TWI530021B - Hybrid dual dipole single slot antenna for mimo communication systems - Google Patents

Description

Hybrid bipolar single slot antenna for MIMO communication systems

The present invention relates to antenna configurations, and more to printed antenna configurations for MIMO communication systems.

The antenna elements in the printed antenna are implemented as metal layers within the printed circuit board. Today's printed antennas are widely used in wireless communication systems. Such antenna PCB applications reduce space and cost and increase the efficiency of the overall communication system.

Multiple input multiple output (MIMO) is the use of multiple antennas at both ends of the transmitter and receiver to improve communication performance. MIMO technology can significantly increase data throughput and link range without additional bandwidth or transmission power through higher spectral efficiency and link reliability or diversity.

Accordingly, it is an object of the present invention to provide a printed antenna that combines two dipole antennas with a single slot antenna disposed between the two dipole antennas. It is worth noting that all antenna elements are included in the PCB and are used in MIMO communication systems.

Embodiments of the present invention provide an antenna configuration that can be implemented on a printed circuit board (PCB) having a tri-metal coplanar layer for a multiple input multiple output (MIMO) communication system. The antenna configuration includes a first dipole antenna, a second dipole antenna substantially symmetrical to the first dipole antenna, and a slot antenna substantially disposed between the first and second dipole antennas.
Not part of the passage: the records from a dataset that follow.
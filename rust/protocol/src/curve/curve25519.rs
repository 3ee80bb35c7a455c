//
// Copyright 2020-2021 Signal Messenger, LLC.
// SPDX-License-Identifier: AGPL-3.0-only
//

//! X25519 agreement and XEdDSA signatures over one Montgomery-form secret.
//!
//! See <https://signal.org/docs/specifications/xeddsa/#curve25519>.

use arrayref::array_ref;
use curve25519_dalek::edwards::EdwardsPoint;
use curve25519_dalek::montgomery::MontgomeryPoint;
use curve25519_dalek::scalar::{clamp_integer, Scalar};
use rand::{CryptoRng, Rng};
use sha2::{Digest, Sha512};
use subtle::ConstantTimeEq;
use x25519_dalek::StaticSecret;

pub(crate) const KEY_LEN: usize = 32;
pub(crate) const SIGNATURE_LEN: usize = 64;

/// The top bit of the last signature byte. `s` never sets it, so it carries the Edwards sign.
const EDWARDS_SIGN: u8 = 0x80;

/// 0xFE then 31 bytes of 0xFF.
const NONCE_DOMAIN: [u8; 32] = {
    let mut domain = [0xFFu8; 32];
    domain[0] = 0xFE;
    domain
};

#[derive(Clone)]
pub(crate) struct Curve25519Secret(StaticSecret);

impl Curve25519Secret {
    pub(crate) fn random<R: CryptoRng + Rng>(csprng: &mut R) -> Self {
        let mut bytes = [0u8; KEY_LEN];
        csprng.fill_bytes(&mut bytes);
        Self::from(clamp_integer(bytes))
    }

    pub(crate) fn secret_bytes(&self) -> [u8; KEY_LEN] {
        self.0.to_bytes()
    }

    pub(crate) fn public_bytes(&self) -> [u8; KEY_LEN] {
        x25519_dalek::PublicKey::from(&self.0).to_bytes()
    }

    pub(crate) fn agree(&self, peer: &[u8; KEY_LEN]) -> [u8; KEY_LEN] {
        self.0
            .diffie_hellman(&x25519_dalek::PublicKey::from(*peer))
            .to_bytes()
    }

    pub(crate) fn xeddsa_sign<R: CryptoRng + Rng>(
        &self,
        message: &[u8],
        csprng: &mut R,
    ) -> [u8; SIGNATURE_LEN] {
        let mut entropy = [0u8; 64];
        csprng.fill_bytes(&mut entropy);

        let clamped = clamp_integer(self.0.to_bytes());
        let secret = Scalar::from_bytes_mod_order(clamped);
        let edwards_public = EdwardsPoint::mul_base(&secret).compress();

        let nonce = scalar_from_hash(
            Sha512::new()
                .chain_update(NONCE_DOMAIN)
                .chain_update(clamped)
                .chain_update(message)
                .chain_update(entropy),
        );
        let commitment = EdwardsPoint::mul_base(&nonce).compress();
        let challenge = scalar_from_hash(
            Sha512::new()
                .chain_update(commitment.as_bytes())
                .chain_update(edwards_public.as_bytes())
                .chain_update(message),
        );
        let response = challenge * secret + nonce;

        let mut signature = [0u8; SIGNATURE_LEN];
        signature[..32].copy_from_slice(commitment.as_bytes());
        signature[32..].copy_from_slice(response.as_bytes());
        signature[SIGNATURE_LEN - 1] |= edwards_public.as_bytes()[31] & EDWARDS_SIGN;
        signature
    }
}

impl From<[u8; KEY_LEN]> for Curve25519Secret {
    fn from(bytes: [u8; KEY_LEN]) -> Self {
        Self(StaticSecret::from(bytes))
    }
}

pub(crate) fn xeddsa_verify(
    public: &[u8; KEY_LEN],
    message: &[u8],
    signature: &[u8; SIGNATURE_LEN],
) -> bool {
    let edwards_sign = signature[SIGNATURE_LEN - 1] >> 7;
    let Some(edwards_public) = MontgomeryPoint(*public).to_edwards(edwards_sign) else {
        return false;
    };

    let commitment = array_ref![signature, 0, 32];
    let mut response = *array_ref![signature, 32, 32];
    response[31] &= !EDWARDS_SIGN;
    let Some(response) = Option::<Scalar>::from(Scalar::from_canonical_bytes(response)) else {
        return false;
    };

    let challenge = scalar_from_hash(
        Sha512::new()
            .chain_update(commitment)
            .chain_update(edwards_public.compress().as_bytes())
            .chain_update(message),
    );
    let recomputed =
        EdwardsPoint::vartime_double_scalar_mul_basepoint(&challenge, &-edwards_public, &response)
            .compress();

    bool::from(recomputed.as_bytes()[..].ct_eq(&commitment[..]))
}

fn scalar_from_hash(hash: Sha512) -> Scalar {
    let mut wide = [0u8; 64];
    wide.copy_from_slice(&hash.finalize());
    Scalar::from_bytes_mod_order_wide(&wide)
}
The antennas are used in MIMO communication systems and are shaped such that the combined radiation pattern exhibits a substantially omni directional radiation pattern.

A complementary radiation pattern can thus be achieved in which the radiation pattern of the slot antenna element is complementary to the dead zone of the dipole antenna.

For a detailed understanding of the disclosure, the following embodiments provide numerous details. But the invention It will be apparent to those skilled in the art that the teachings of the present embodiments may not require such detail. In other instances, well known methods, procedures, components, and circuits have not been described in detail in order to avoid obscuring the teachings of the disclosure.

Certain embodiments of the present invention provide an antenna configuration for a printed circuit board (PCB) of a multiple input multiple output (MIMO) communication system. The antenna configuration includes a first dipole antenna, a second dipole antenna substantially symmetrical to the first dipole antenna, and a slot antenna substantially disposed between the first and second dipole antennas.

The antennas are used in a MIMO communication system and are shaped and positioned such that the combined radiation pattern exhibits a substantially omnidirectional radiation pattern.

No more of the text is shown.